**Task goal:** Copy, from the data below, every line that has "custom" in it.

**Data records:**

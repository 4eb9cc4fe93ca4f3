// Core value types for avrojson

use base64::engine::general_purpose::STANDARD;
use base64::Engine;
use serde::ser::{Error as _, SerializeMap, SerializeSeq};
use serde::{Serialize, Serializer};

/// Native value produced from JSON input or from binary input
///
/// One variant per value shape. Int/Long and Float/Double are kept apart so
/// that JSON printing uses the shortest form of the declared width.
#[derive(Debug, Clone, PartialEq)]
pub enum Value {
    Null,
    Boolean(bool),
    Int(i32),
    Long(i64),
    Float(f32),
    Double(f64),
    Bytes(Vec<u8>),
    String(String),
    Array(Vec<Value>),
    /// Entries in input (or wire) order
    Map(Vec<(String, Value)>),
    /// Fields in schema declaration order
    Record(Vec<Field>),
}

/// Named field in a record
#[derive(Debug, Clone, PartialEq)]
pub struct Field {
    pub name: String,
    pub value: Value,
}

impl Value {
    /// Short name of the variant, used in error messages
    pub fn kind_name(&self) -> &'static str {
        match self {
            Value::Null => "null",
            Value::Boolean(_) => "boolean",
            Value::Int(_) => "int",
            Value::Long(_) => "long",
            Value::Float(_) => "float",
            Value::Double(_) => "double",
            Value::Bytes(_) => "bytes",
            Value::String(_) => "string",
            Value::Array(_) => "array",
            Value::Map(_) => "map",
            Value::Record(_) => "record",
        }
    }

    pub fn field(&self, name: &str) -> Option<&Value> {
        match self {
            Value::Record(fields) => fields.iter().find(|f| f.name == name).map(|f| &f.value),
            _ => None,
        }
    }

    /// Render as compact JSON text
    pub fn to_json(&self) -> serde_json::Result<Vec<u8>> {
        serde_json::to_vec(self)
    }
}

impl Serialize for Value {
    fn serialize<S: Serializer>(&self, serializer: S) -> Result<S::Ok, S::Error> {
        match self {
            Value::Null => serializer.serialize_unit(),
            Value::Boolean(b) => serializer.serialize_bool(*b),
            Value::Int(n) => serializer.serialize_i32(*n),
            Value::Long(n) => serializer.serialize_i64(*n),
            Value::Float(x) if x.is_finite() => serializer.serialize_f32(*x),
            Value::Double(x) if x.is_finite() => serializer.serialize_f64(*x),
            Value::Float(x) => Err(S::Error::custom(format!("float {} has no JSON form", x))),
            Value::Double(x) => Err(S::Error::custom(format!("double {} has no JSON form", x))),
            Value::Bytes(bytes) => serializer.serialize_str(&STANDARD.encode(bytes)),
            Value::String(s) => serializer.serialize_str(s),
            Value::Array(items) => {
                let mut seq = serializer.serialize_seq(Some(items.len()))?;
                for item in items {
                    seq.serialize_element(item)?;
                }
                seq.end()
            }
            Value::Map(entries) => {
                let mut map = serializer.serialize_map(Some(entries.len()))?;
                for (key, value) in entries {
                    map.serialize_entry(key, value)?;
                }
                map.end()
            }
            Value::Record(fields) => {
                let mut map = serializer.serialize_map(Some(fields.len()))?;
                for field in fields {
                    map.serialize_entry(&field.name, &field.value)?;
                }
                map.end()
            }
        }
    }
}

#[cfg(test)]
mod tests {
    use super::*;

    fn json(value: &Value) -> String {
        String::from_utf8(value.to_json().unwrap()).unwrap()
    }

    #[test]
    fn test_scalar_json() {
        assert_eq!(json(&Value::Null), "null");
        assert_eq!(json(&Value::Boolean(true)), "true");
        assert_eq!(json(&Value::Int(-7)), "-7");
        assert_eq!(json(&Value::Long(i64::MAX)), "9223372036854775807");
        assert_eq!(json(&Value::Float(123.1)), "123.1");
        assert_eq!(json(&Value::Double(123.2)), "123.2");
        assert_eq!(json(&Value::Bytes(b"HELLO".to_vec())), "\"SEVMTE8=\"");
        assert_eq!(json(&Value::String("DONE".to_string())), "\"DONE\"");
    }

    #[test]
    fn test_non_finite_is_rejected() {
        assert!(Value::Double(f64::NAN).to_json().is_err());
        assert!(Value::Float(f32::INFINITY).to_json().is_err());
    }

    #[test]
    fn test_composite_json_keeps_order() {
        let value = Value::Record(vec![
            Field {
                name: "z".to_string(),
                value: Value::Map(vec![
                    ("b".to_string(), Value::Long(1)),
                    ("a".to_string(), Value::Long(2)),
                ]),
            },
            Field {
                name: "a".to_string(),
                value: Value::Array(vec![Value::Boolean(true), Value::Boolean(false)]),
            },
        ]);
        assert_eq!(json(&value), r#"{"z":{"b":1,"a":2},"a":[true,false]}"#);
        assert_eq!(value.field("a").map(Value::kind_name), Some("array"));
        assert_eq!(value.field("missing"), None);
    }
}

**Written reply:**
            Value::Float(x) => Err(S::Error::custom(format!("float {} has no JSON form", x))),
            Value::Double(x) => Err(S::Error::custom(format!("double {} has no JSON form", x))),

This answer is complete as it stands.